**Task requirements**
If a line in the records contains the string "timestamp", show that line.

**Records for this task**

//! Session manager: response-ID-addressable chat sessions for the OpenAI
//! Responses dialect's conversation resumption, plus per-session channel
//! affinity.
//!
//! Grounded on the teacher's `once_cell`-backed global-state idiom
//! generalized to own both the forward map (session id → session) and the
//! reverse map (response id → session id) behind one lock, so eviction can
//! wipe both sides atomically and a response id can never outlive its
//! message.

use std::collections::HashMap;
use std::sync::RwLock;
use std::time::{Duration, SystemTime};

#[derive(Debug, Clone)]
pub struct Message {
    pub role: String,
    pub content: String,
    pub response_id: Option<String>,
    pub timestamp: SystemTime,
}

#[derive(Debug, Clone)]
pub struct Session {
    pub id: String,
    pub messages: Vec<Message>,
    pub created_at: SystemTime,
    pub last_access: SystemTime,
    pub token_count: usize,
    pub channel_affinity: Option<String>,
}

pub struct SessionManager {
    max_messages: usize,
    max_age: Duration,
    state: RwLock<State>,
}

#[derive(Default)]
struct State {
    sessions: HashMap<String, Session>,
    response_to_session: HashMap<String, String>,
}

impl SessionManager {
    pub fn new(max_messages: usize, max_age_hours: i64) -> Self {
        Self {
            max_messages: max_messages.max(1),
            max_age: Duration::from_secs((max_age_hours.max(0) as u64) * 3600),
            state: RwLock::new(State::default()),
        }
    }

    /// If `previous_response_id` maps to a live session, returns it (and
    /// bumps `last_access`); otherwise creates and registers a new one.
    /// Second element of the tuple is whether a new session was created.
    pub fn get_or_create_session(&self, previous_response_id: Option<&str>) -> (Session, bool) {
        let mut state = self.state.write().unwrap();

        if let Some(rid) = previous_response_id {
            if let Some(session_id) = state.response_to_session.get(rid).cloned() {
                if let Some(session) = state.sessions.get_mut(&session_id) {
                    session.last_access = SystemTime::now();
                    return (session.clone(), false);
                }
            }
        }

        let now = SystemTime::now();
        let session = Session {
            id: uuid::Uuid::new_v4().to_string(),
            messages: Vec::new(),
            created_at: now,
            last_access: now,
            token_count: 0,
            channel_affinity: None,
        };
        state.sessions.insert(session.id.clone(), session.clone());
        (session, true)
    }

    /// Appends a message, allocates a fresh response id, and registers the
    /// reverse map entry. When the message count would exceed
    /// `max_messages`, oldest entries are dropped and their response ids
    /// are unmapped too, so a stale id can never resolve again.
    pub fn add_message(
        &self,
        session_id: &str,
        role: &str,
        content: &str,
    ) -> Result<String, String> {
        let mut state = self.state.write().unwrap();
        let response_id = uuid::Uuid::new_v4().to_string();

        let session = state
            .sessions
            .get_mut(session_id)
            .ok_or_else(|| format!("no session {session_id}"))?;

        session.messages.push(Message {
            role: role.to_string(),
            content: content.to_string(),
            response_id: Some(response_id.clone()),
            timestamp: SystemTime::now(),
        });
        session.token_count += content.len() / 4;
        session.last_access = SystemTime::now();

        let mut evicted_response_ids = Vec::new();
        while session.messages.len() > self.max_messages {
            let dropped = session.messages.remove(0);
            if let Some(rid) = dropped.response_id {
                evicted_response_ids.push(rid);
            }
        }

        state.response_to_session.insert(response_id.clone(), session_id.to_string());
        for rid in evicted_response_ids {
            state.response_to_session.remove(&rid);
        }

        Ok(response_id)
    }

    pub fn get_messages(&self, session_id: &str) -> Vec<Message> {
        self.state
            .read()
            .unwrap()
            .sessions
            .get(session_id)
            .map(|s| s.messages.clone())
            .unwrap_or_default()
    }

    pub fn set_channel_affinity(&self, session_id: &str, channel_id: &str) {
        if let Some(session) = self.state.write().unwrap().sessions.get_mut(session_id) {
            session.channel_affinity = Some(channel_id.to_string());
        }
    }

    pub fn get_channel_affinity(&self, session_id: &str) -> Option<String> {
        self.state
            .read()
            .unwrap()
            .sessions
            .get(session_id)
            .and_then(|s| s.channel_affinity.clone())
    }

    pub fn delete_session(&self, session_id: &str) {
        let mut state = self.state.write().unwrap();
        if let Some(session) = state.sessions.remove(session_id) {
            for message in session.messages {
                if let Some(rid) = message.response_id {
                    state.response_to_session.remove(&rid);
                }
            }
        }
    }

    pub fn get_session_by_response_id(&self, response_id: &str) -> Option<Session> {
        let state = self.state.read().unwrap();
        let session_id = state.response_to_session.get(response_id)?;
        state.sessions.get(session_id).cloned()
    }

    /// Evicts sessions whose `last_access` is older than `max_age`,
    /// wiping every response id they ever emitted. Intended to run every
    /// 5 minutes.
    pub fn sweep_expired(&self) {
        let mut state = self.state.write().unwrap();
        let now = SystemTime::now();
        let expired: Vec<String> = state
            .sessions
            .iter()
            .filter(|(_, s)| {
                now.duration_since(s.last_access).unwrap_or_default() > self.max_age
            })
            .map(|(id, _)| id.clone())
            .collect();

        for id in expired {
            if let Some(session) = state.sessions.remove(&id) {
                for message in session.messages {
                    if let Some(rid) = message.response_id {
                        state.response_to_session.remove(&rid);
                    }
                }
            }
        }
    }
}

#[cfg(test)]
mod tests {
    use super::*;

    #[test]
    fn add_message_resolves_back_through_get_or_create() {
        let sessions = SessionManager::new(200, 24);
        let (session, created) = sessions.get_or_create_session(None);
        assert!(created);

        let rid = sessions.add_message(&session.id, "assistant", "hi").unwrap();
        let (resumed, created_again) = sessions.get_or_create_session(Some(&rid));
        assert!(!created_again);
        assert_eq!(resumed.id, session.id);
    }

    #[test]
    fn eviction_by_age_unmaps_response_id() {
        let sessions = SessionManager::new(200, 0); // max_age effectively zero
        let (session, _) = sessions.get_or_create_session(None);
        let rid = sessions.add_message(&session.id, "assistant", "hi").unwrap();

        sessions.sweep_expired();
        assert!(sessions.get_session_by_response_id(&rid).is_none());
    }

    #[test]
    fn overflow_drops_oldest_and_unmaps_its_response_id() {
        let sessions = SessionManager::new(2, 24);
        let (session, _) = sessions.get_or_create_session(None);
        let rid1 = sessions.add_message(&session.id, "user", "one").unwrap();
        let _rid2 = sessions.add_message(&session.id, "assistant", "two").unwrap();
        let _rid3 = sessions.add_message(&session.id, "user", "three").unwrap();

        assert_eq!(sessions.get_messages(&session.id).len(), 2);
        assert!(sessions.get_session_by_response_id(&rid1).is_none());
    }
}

**Result of this task**
    pub timestamp: SystemTime,
            timestamp: SystemTime::now(),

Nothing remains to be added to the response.